En tant que ministre de la Justice, vous avez moins de moyens d’action sur les questions environnementales et ­climatiques que certains de vos col­lègues déi Gréng qui, au sein du gouver­nement, occupent les ministères de l’Environ­nement, de l’Énergie ou encore des Transports. Cela vous frustre-t-il en tant qu’écologiste?
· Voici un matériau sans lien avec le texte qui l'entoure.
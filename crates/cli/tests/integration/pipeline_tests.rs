use predicates::prelude::*;
use serial_test::serial;

use super::common::{TestEnv, combined, layout_index};

fn build(env: &TestEnv, platforms: &str) -> std::process::Output {
  let context = env.context("app");
  env
    .cmd()
    .arg("build")
    .arg(&context)
    .args(["--platform", platforms])
    .output()
    .unwrap()
}

fn platforms(state: &serde_json::Value) -> Vec<String> {
  state["variants"]
    .as_array()
    .unwrap()
    .iter()
    .map(|v| v["platform"].as_str().unwrap().to_string())
    .collect()
}

#[test]
#[serial]
fn build_saves_variants_in_requested_order() {
  let env = TestEnv::new();

  let output = build(&env, "linux/arm64,linux/amd64");
  assert!(output.status.success(), "build failed: {}", combined(&output));

  assert_eq!(platforms(&env.state()), vec!["linux/arm64", "linux/amd64"]);
  let log = env.tool_log();
  assert!(log.contains("--platform linux/arm64"));
  assert!(log.contains("--platform linux/amd64"));
}

#[test]
#[serial]
fn build_json_lists_archives() {
  let env = TestEnv::new();
  let context = env.context("app");

  let output = env
    .cmd()
    .arg("build")
    .arg(&context)
    .args(["--platform", "linux/amd64", "-o", "json"])
    .output()
    .unwrap();
  assert!(output.status.success(), "build failed: {}", combined(&output));

  let built: serde_json::Value = serde_json::from_slice(&output.stdout).unwrap();
  let archive = built[0]["archive"].as_str().unwrap();
  assert!(std::path::Path::new(archive).exists());
}

#[test]
#[serial]
fn failed_build_keeps_previous_state() {
  let env = TestEnv::new();
  assert!(build(&env, "linux/amd64").status.success());

  let output = env
    .cmd()
    .arg("build")
    .arg(env.path("app"))
    .args(["--platform", "linux/amd64,linux/arm64"])
    .env("FAKE_DOCKER_FAIL", "linux/arm64")
    .output()
    .unwrap();

  assert!(!output.status.success());
  assert!(combined(&output).contains("linux/arm64"));
  assert_eq!(platforms(&env.state()), vec!["linux/amd64"]);
}

#[test]
#[serial]
fn build_passes_recipe_and_target() {
  let env = TestEnv::new();
  env.write_file("app/docker/Dockerfile.prod", "FROM scratch AS runtime\n");
  let context = env.context("app");

  env
    .cmd()
    .arg("build")
    .arg(&context)
    .args(["-f", "docker/Dockerfile.prod", "--target", "runtime", "--platform", "linux/amd64"])
    .assert()
    .success();

  let log = env.tool_log();
  assert!(log.contains("docker/Dockerfile.prod"));
  assert!(log.contains("--target runtime"));
}

#[test]
#[serial]
fn scan_passes_without_floor() {
  let env = TestEnv::new();
  assert!(build(&env, "linux/amd64").status.success());

  env
    .cmd()
    .arg("scan")
    .env("FAKE_GRYPE_SEVERITY", "Critical")
    .assert()
    .success()
    .stdout(predicate::str::contains("CVE-2024-0001"));
}

#[test]
#[serial]
fn scan_gate_failure_exits_with_gate_code() {
  let env = TestEnv::new();
  assert!(build(&env, "linux/amd64").status.success());

  env
    .cmd()
    .args(["scan", "--fail-on", "high"])
    .env("FAKE_GRYPE_SEVERITY", "Critical")
    .assert()
    .failure()
    .code(3)
    .stdout(predicate::str::contains("CVE-2024-0001"))
    .stderr(predicate::str::contains("scan gate failed"));
}

#[test]
#[serial]
fn scan_floor_above_finding_passes() {
  let env = TestEnv::new();
  assert!(build(&env, "linux/amd64").status.success());

  env
    .cmd()
    .args(["scan", "--fail-on", "critical"])
    .env("FAKE_GRYPE_SEVERITY", "Medium")
    .assert()
    .success()
    .stdout(predicate::str::contains("Scan passed").not())
    .stderr(predicate::str::contains("Scan passed"));
}

#[test]
#[serial]
fn scan_stdout_is_the_report_with_a_final_newline() {
  let env = TestEnv::new();
  assert!(build(&env, "linux/amd64").status.success());

  let output = env
    .cmd()
    .arg("scan")
    .env("FAKE_GRYPE_SEVERITY", "Medium")
    .output()
    .unwrap();
  assert!(output.status.success(), "scan failed: {}", combined(&output));
  assert_eq!(String::from_utf8_lossy(&output.stdout), "openssl 3.0.1 CVE-2024-0001 Medium\n");

  let output = env.cmd().arg("scan-report").output().unwrap();
  assert!(output.status.success(), "scan-report failed: {}", combined(&output));
  assert_eq!(String::from_utf8_lossy(&output.stdout), "No vulnerabilities found\n");
}

#[test]
#[serial]
fn report_only_policy_downgrades_gate() {
  let env = TestEnv::new();
  assert!(build(&env, "linux/amd64").status.success());

  env
    .cmd()
    .args(["scan", "--fail-on", "low", "--policy", "report-only"])
    .env("FAKE_GRYPE_SEVERITY", "Critical")
    .assert()
    .success()
    .stderr(predicate::str::contains("report-only"));
}

#[test]
#[serial]
fn scan_selects_platform_and_format() {
  let env = TestEnv::new();
  assert!(build(&env, "linux/amd64,linux/arm64").status.success());

  env
    .cmd()
    .args(["scan-report", "--platform", "linux/arm64", "--format", "json"])
    .assert()
    .success();

  let log = env.tool_log();
  let grype = log.lines().find(|l| l.starts_with("grype")).unwrap();
  assert!(grype.contains("linux-arm64.tar"));
  assert!(grype.contains("--output json "));
}

#[test]
#[serial]
fn scan_unbuilt_platform_fails() {
  let env = TestEnv::new();
  assert!(build(&env, "linux/amd64").status.success());

  env
    .cmd()
    .args(["scan", "--platform", "linux/386"])
    .assert()
    .failure()
    .stderr(predicate::str::contains("linux/386"));
}

#[test]
#[serial]
fn export_writes_one_layout_for_all_platforms() {
  let env = TestEnv::new();
  assert!(build(&env, "linux/amd64,linux/arm64").status.success());
  let dest = env.path("out/image.tar");

  env
    .cmd()
    .args(["export", "--compress", "--dest"])
    .arg(&dest)
    .assert()
    .success()
    .stdout(predicate::str::contains("image.tar"));

  let index = layout_index(&dest);
  let manifests = index["manifests"].as_array().unwrap();
  assert_eq!(manifests.len(), 2);
  assert_eq!(manifests[0]["platform"]["architecture"], "amd64");
  assert_eq!(manifests[1]["platform"]["architecture"], "arm64");
}

#[test]
#[serial]
fn import_replaces_built_variants() {
  let env = TestEnv::new();
  let output = env
    .cmd()
    .arg("build")
    .arg(env.context("app"))
    .args(["--platform", "linux/amd64", "-o", "json"])
    .output()
    .unwrap();
  assert!(output.status.success(), "build failed: {}", combined(&output));
  let built: serde_json::Value = serde_json::from_slice(&output.stdout).unwrap();
  let built_archive = std::path::PathBuf::from(built[0]["archive"].as_str().unwrap());

  let output = env
    .cmd()
    .args(["import", "registry.example/app:1.0", "--platform", "linux/arm64,linux/amd64"])
    .output()
    .unwrap();
  assert!(output.status.success(), "import failed: {}", combined(&output));

  assert_eq!(platforms(&env.state()), vec!["linux/arm64", "linux/amd64"]);
  assert!(!built_archive.exists());
  assert!(
    env
      .tool_log()
      .contains("crane pull --platform linux/arm64 --format oci registry.example/app:1.0")
  );

  let dest = env.path("out/image.tar");
  env.cmd().args(["export", "--dest"]).arg(&dest).assert().success();
  assert_eq!(layout_index(&dest)["manifests"].as_array().unwrap().len(), 2);
}

#[test]
#[serial]
fn failed_import_keeps_previous_state() {
  let env = TestEnv::new();
  assert!(build(&env, "linux/amd64").status.success());

  env
    .cmd()
    .args(["import", "registry.example/app:1.0", "--platform", "linux/arm64"])
    .env("FAKE_CRANE_FAIL", "pull")
    .assert()
    .failure()
    .stderr(predicate::str::contains("registry.example/app:1.0"));

  assert_eq!(platforms(&env.state()), vec!["linux/amd64"]);
}

#[test]
#[serial]
fn build_with_apko_kind_uses_apko_config() {
  let env = TestEnv::new();
  env.write_file("base/apko.yaml", "contents: {}\n");

  let output = env
    .cmd()
    .arg("build")
    .arg(env.path("base"))
    .args(["--kind", "apko", "--platform", "linux/arm64"])
    .output()
    .unwrap();
  assert!(output.status.success(), "build failed: {}", combined(&output));

  assert_eq!(platforms(&env.state()), vec!["linux/arm64"]);
  let log = env.tool_log();
  assert!(log.contains("apko build --arch arm64 apko.yaml image:latest "));
  assert!(!log.contains("docker"));
}

#[test]
#[serial]
fn publish_then_sign_uses_stored_digest() {
  let env = TestEnv::new();
  assert!(build(&env, "linux/amd64").status.success());

  env
    .cmd()
    .args(["publish", "registry.example/app:1.0", "mirror.example/app:1.0"])
    .assert()
    .success()
    .stdout(predicate::str::contains("registry.example/app@sha256:deadbeef"));

  assert_eq!(env.state()["digest"], "registry.example/app@sha256:deadbeef");

  let output = env
    .cmd()
    .args(["sign", "--key", "env:TEST_SIGNING_KEY", "--password", "env:TEST_SIGNING_PASSWORD"])
    .env("TEST_SIGNING_KEY", "key-material-1234")
    .env("TEST_SIGNING_PASSWORD", "signing-password-5678")
    .arg("-v")
    .output()
    .unwrap();
  assert!(output.status.success(), "sign failed: {}", combined(&output));

  let text = combined(&output);
  assert!(text.contains("tlog entry created"));
  assert!(!text.contains("key-material-1234"));
  assert!(!text.contains("signing-password-5678"));
  assert!(env.tool_log().contains("cosign sign registry.example/app@sha256:deadbeef"));
}

#[test]
#[serial]
fn publish_failure_stops_at_failing_address() {
  let env = TestEnv::new();
  assert!(build(&env, "linux/amd64").status.success());

  env
    .cmd()
    .args(["publish", "registry.example/app:1.0", "mirror.example/app:1.0"])
    .env("FAKE_CRANE_FAIL", "registry.example")
    .assert()
    .failure()
    .stderr(predicate::str::contains("registry.example/app:1.0"));

  assert!(!env.tool_log().contains("mirror.example"));
  assert!(env.state()["digest"].is_null());
}

#[test]
#[serial]
fn publish_logs_in_without_leaking_password() {
  let env = TestEnv::new();
  assert!(build(&env, "linux/amd64").status.success());
  env.write_file("registry-password", "registry-pw-0000\n");

  let output = env
    .cmd()
    .args(["-v", "publish", "registry.example/app:1.0", "--username", "ci", "--password"])
    .arg(format!("file:{}", env.path("registry-password").display()))
    .output()
    .unwrap();
  assert!(output.status.success(), "publish failed: {}", combined(&output));

  assert!(env.tool_log().contains("crane auth login registry.example --username ci --password-stdin"));
  assert!(!combined(&output).contains("registry-pw-0000"));
}

#[test]
#[serial]
fn explicit_digest_overrides_state() {
  let env = TestEnv::new();

  env
    .cmd()
    .args(["sign", "--key", "env:TEST_SIGNING_KEY", "--password", "env:TEST_SIGNING_PASSWORD"])
    .args(["--digest", "other.example/app@sha256:cafe"])
    .env("TEST_SIGNING_KEY", "k")
    .env("TEST_SIGNING_PASSWORD", "p")
    .assert()
    .success();

  assert!(env.tool_log().contains("cosign sign other.example/app@sha256:cafe"));
}

#[test]
#[serial]
fn state_clear_forgets_everything() {
  let env = TestEnv::new();
  assert!(build(&env, "linux/amd64").status.success());
  assert_eq!(env.work_dir_entries().len(), 1);

  env.cmd().args(["state", "--clear"]).assert().success();

  assert_eq!(env.state()["variants"], serde_json::json!([]));
  assert!(env.work_dir_entries().is_empty());
}

#[test]
#[serial]
fn rebuild_removes_superseded_archives() {
  let env = TestEnv::new();
  assert!(build(&env, "linux/amd64").status.success());
  let first = env.work_dir_entries();

  assert!(build(&env, "linux/arm64").status.success());
  let second = env.work_dir_entries();

  assert_eq!(second.len(), 1);
  assert_ne!(first, second);
}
«C’est réducteur par rapport au parti écologiste. Je me suis engagée chez déi Gréng ­notamment pour la cause écologiste, mais pas seulement. Le parti des Verts est issu de mouvements citoyens, non seulement écologistes, mais également pour les droits des hommes et des femmes. Je me suis aussi retrouvée dans ce parti pour ses positions sur les questions de société, sur les discriminations, ce qui a trait aux dispositions protectrices des minorités, des gens vulnérables ou exposés qui sont attaqués à cause de leur nationalité, de leur origine, de leur religion, de leur genre. La ­politique ­écologique ne concerne pas que la nature et le climat, cela va beaucoup plus loin: nous voulons une politique durable dans tous les domaines. C’est ce que j’essaie de faire.

États et entreprises sont davantage poursuivis en justice pour leur inaction face à la crise climatique ou les dommages qu’ils causent à l’environnement. Que pensez-vous d’un tel recours au pouvoir judiciaire?

«Je préférerais ne pas avoir à en venir là… Les actions politiques devraient être assez fortes pour que les citoyens n’aient pas à agir en justice pour garantir l’avenir de leurs enfants. Mais rien ne s’oppose à ce que tout citoyen entame les démarches qu’il souhaite auprès des juridictions compétentes. De fait, nous avons une responsabilité énorme face aux générations futures, et cela se joue maintenant. Nous devons prendre, ces prochaines années, une direction nouvelle afin d’éviter que nos enfants aient des problèmes inimaginables – peut-être d’ailleurs un peu plus imaginables après l’été que nous venons de passer…

Votre métier d’avocat, que vous avez dû quitter en entrant au gouvernement, vous manque-t-il?

«Actuellement, la question ne se pose pas: j’ai ce mandat, et le but est de le mener à son terme. Mais c’est une belle perspective de savoir que je pourrai retourner sous ma robe d’avocate à un moment donné. C’est une très belle profession. Elle est multiple, vous pouvez aider les gens et vous êtes indépendant, dans vos réflexions, dans vos actions, dans vos choix. Bien entendu, vous avez des clients, mais personne ne vous oblige à défendre quelqu’un que vous ne voulez pas défendre. Et l’avocat n’a jamais terminé d’apprendre, donc c’est aussi un challenge intellectuel quotidien.»

Cet article a été rédigé pour  l’édition magazine de Paperjam du mois d’octobre  parue le 23 septembre 2021.